Yet another DMA optimization thread

Yet another DMA optimization thread
by psycopathicteen on 2016-06-09 (#173174)

So my current DMA routine is unrolled loop. The repeating part looks like this:

Code:

lda.w {dma_address}+{n},x                             //5        2
sta $02                                               //4 9      0
lda.w {dma_bank}+{n},x                                //5 14     2
sta $04                                               //4 18     0
lda.w {dma_destination}+{n},x                         //5 23     2
sta $2116                                             //5 28     0
sty $420b                                             //4 32     0

//32 + 6/3 = 34 fast cycles

Where's the length word? Well, it's hidden inside the top byte of the "bank" word. Since I'm only updating little individual sprites, it works because I don't have to deal with chunks bigger than 256. Unfortunately it's no longer a "general purpose" DMA routine. If we want to make it more "general purpose" while keeping the speed, we would have to optimize it even more.

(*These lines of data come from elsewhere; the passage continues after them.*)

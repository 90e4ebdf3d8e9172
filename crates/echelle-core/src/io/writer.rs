use std::fs::File;
use std::io::{BufWriter, Write};
use std::path::Path;

use serde::{Deserialize, Serialize};

use crate::consts::LINEAR_DISPERSION_TOLERANCE;
use crate::error::{EchelleError, Result};
use crate::io::fits_writer::{write_fits, OutputHdu};
use crate::spectrum::{MetaValue, Metadata, Spectrum};

#[derive(Clone, Debug, Serialize, Deserialize)]
#[serde(default)]
pub struct WriteOptions {
    /// Replace an existing file.
    pub overwrite: bool,
    /// Write the spectrum's metadata as header cards (FITS only).
    pub include_metadata: bool,
}

impl Default for WriteOptions {
    fn default() -> Self {
        Self {
            overwrite: true,
            include_metadata: false,
        }
    }
}

/// Encoding chosen for a spectrum on disk.
#[derive(Clone, Copy, Debug, PartialEq, Eq)]
pub enum OutputFormat {
    LinearFits,
    TableFits,
    Text,
}

impl std::fmt::Display for OutputFormat {
    fn fmt(&self, f: &mut std::fmt::Formatter<'_>) -> std::fmt::Result {
        match self {
            Self::LinearFits => write!(f, "linear FITS image"),
            Self::TableFits => write!(f, "FITS binary table"),
            Self::Text => write!(f, "text columns"),
        }
    }
}

/// Uniform grid `(start, step)` matching the dispersion within tolerance.
///
/// The grid starts at the first sample with the mean pixel step.
pub fn linear_solution(dispersion: &[f64]) -> Option<(f64, f64)> {
    let (&first, &last) = (dispersion.first()?, dispersion.last()?);
    if dispersion.len() < 2 {
        return None;
    }
    let step = (last - first) / (dispersion.len() - 1) as f64;
    let max_dev = dispersion
        .iter()
        .enumerate()
        .map(|(i, d)| (first + i as f64 * step - d).abs())
        .fold(0.0, f64::max);
    (max_dev <= LINEAR_DISPERSION_TOLERANCE).then_some((first, step))
}

fn is_fits_path(path: &Path) -> bool {
    path.extension()
        .and_then(|e| e.to_str())
        .is_some_and(|e| e.eq_ignore_ascii_case("fits") || e.eq_ignore_ascii_case("fit"))
}

/// Format [`write_spectrum`] would use for this path and spectrum.
pub fn output_format(path: &Path, spectrum: &Spectrum) -> OutputFormat {
    if !is_fits_path(path) {
        OutputFormat::Text
    } else if linear_solution(spectrum.dispersion_slice()).is_some() {
        OutputFormat::LinearFits
    } else {
        OutputFormat::TableFits
    }
}

/// Write a spectrum as linear FITS, a FITS binary table, or text.
pub fn write_spectrum(path: &Path, spectrum: &Spectrum, options: &WriteOptions) -> Result<OutputFormat> {
    if path.exists() && !options.overwrite {
        return Err(EchelleError::Write(format!(
            "{} already exists and overwrite is disabled",
            path.display()
        )));
    }

    let format = output_format(path, spectrum);
    let mut header = if options.include_metadata {
        spectrum.metadata.clone()
    } else {
        Metadata::new()
    };

    match format {
        OutputFormat::Text => {
            if options.include_metadata {
                tracing::warn!(path = %path.display(), "Text output cannot carry metadata");
            }
            write_text(path, spectrum)?;
        }
        OutputFormat::LinearFits => {
            let (start, step) = linear_solution(spectrum.dispersion_slice())
                .ok_or_else(|| EchelleError::Write("dispersion is not linear".into()))?;
            set_linear_wcs(&mut header, start, step);
            let n = spectrum.len();
            write_fits(
                path,
                &[
                    OutputHdu::image(vec![n], spectrum.flux().to_vec()).with_header(header),
                    OutputHdu::image(vec![n], spectrum.ivar().to_vec()),
                ],
            )?;
        }
        OutputFormat::TableFits => {
            let sigma = spectrum.ivar().iter().map(|w| w.powf(-0.5)).collect();
            let table = OutputHdu::table(vec![
                ("WAVELENGTH[COORD]".to_string(), spectrum.dispersion().to_vec()),
                ("SPECTRUM[FLUX]".to_string(), spectrum.flux().to_vec()),
                ("SPECTRUM[SIGMA]".to_string(), sigma),
            ])
            .with_header(header);
            write_fits(path, &[table])?;
        }
    }

    tracing::debug!(path = %path.display(), ?format, "Wrote spectrum");
    Ok(format)
}

fn set_linear_wcs(header: &mut Metadata, start: f64, step: f64) {
    header.insert("CTYPE1", MetaValue::from("LINEAR"));
    header.insert("CRVAL1", start);
    header.insert("CRPIX1", 1i64);
    header.insert("CDELT1", step);
}

fn write_text(path: &Path, spectrum: &Spectrum) -> Result<()> {
    let min_ivar = spectrum.ivar().iter().copied().fold(f64::INFINITY, f64::min);
    let precision = if min_ivar > 1e-12 && min_ivar < 1e-4 { 12 } else { 4 };

    let mut w = BufWriter::new(File::create(path)?);
    for ((d, f), i) in spectrum
        .dispersion()
        .iter()
        .zip(spectrum.flux())
        .zip(spectrum.ivar())
    {
        writeln!(w, "{d:.precision$} {f:.precision$} {i:.precision$}")?;
    }
    w.flush()?;
    Ok(())
}

/// Write a bare linearly-sampled flux image.
pub fn write_linear_flux(path: &Path, start: f64, step: f64, flux: &[f64]) -> Result<()> {
    let mut header = Metadata::new();
    set_linear_wcs(&mut header, start, step);
    write_fits(
        path,
        &[OutputHdu::image(vec![flux.len()], flux.to_vec()).with_header(header)],
    )
}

Now lets PEI all over on those DMA registers!

Code:

txs                                             //2        0
pei ({dma_legnth}+{n}+1)                        //6 8      2
pei ({dma_bank}+{n})                            //6 14     2
pei ({dma_address}+{n})                         //6 20     2
ldy.b {dma_destination}+{n}                     //4 24     2
sty $2116                                       //5 29     0
sta $420b                                       //4 33     0

33 + 8/3 = 35.667 fast cycles

With the extra length word, it is slightly slower than the first method without it.

Re: Yet another DMA optimization thread
by tepples on 2016-06-10 (#173195)

psycopathicteen wrote:

Now lets PEI all over on those DMA registers!

This is during SEI, correct? Because PEA/PEI on top of registers that aren't readable can be dangerous if you get an IRQ at the wrong time, and the gaps before and between DMA channels' register sets aren't readable.

How many distinct DMAs do you have per vblank? This helps determine how much you save if you prepare all 8 DMA channels (or the 6 you aren't using for HDMA) during draw time and then activate them at the start of vblank. It's probably a lot though, given that each is on the order of 64 bytes (2 tiles as top half of a 16x16) or 128 bytes (4 tiles as top half of two 16x16s). So I see how the overhead can be substantial, as DMA copies 3 bytes per 4 fast cycles, or 128 bytes in 171 cycles.

Is sprite cel VRAM so jam-packed that it would hurt to always allocate 8 16x16 sprites at a time, so you can do an entire strip as one 1024-byte chunk? If not, can sprites with adjacent destinations be coalesced to reduce $2116 writes?

Re: Yet another DMA optimization thread
by psycopathicteen on 2016-06-12 (#173345)

If I SEI before and CLI afterwards, would it work exactly the same?

Re: Yet another DMA optimization thread
by tepples on 2016-06-12 (#173347)

Yes, as long as you restore the stack pointer before you reenable interrupts.

Re: Yet another DMA optimization thread
by psycopathicteen on 2016-06-12 (#173358)

I hope this would be the final optimization for DMA code. Keeping everything under vblank has always been a pain in the butt.

Re: Yet another DMA optimization thread
by psycopathicteen on 2016-06-17 (#173729)

You know what? I think I'll just use a separate list longer DMAs, instead of going through the hassle.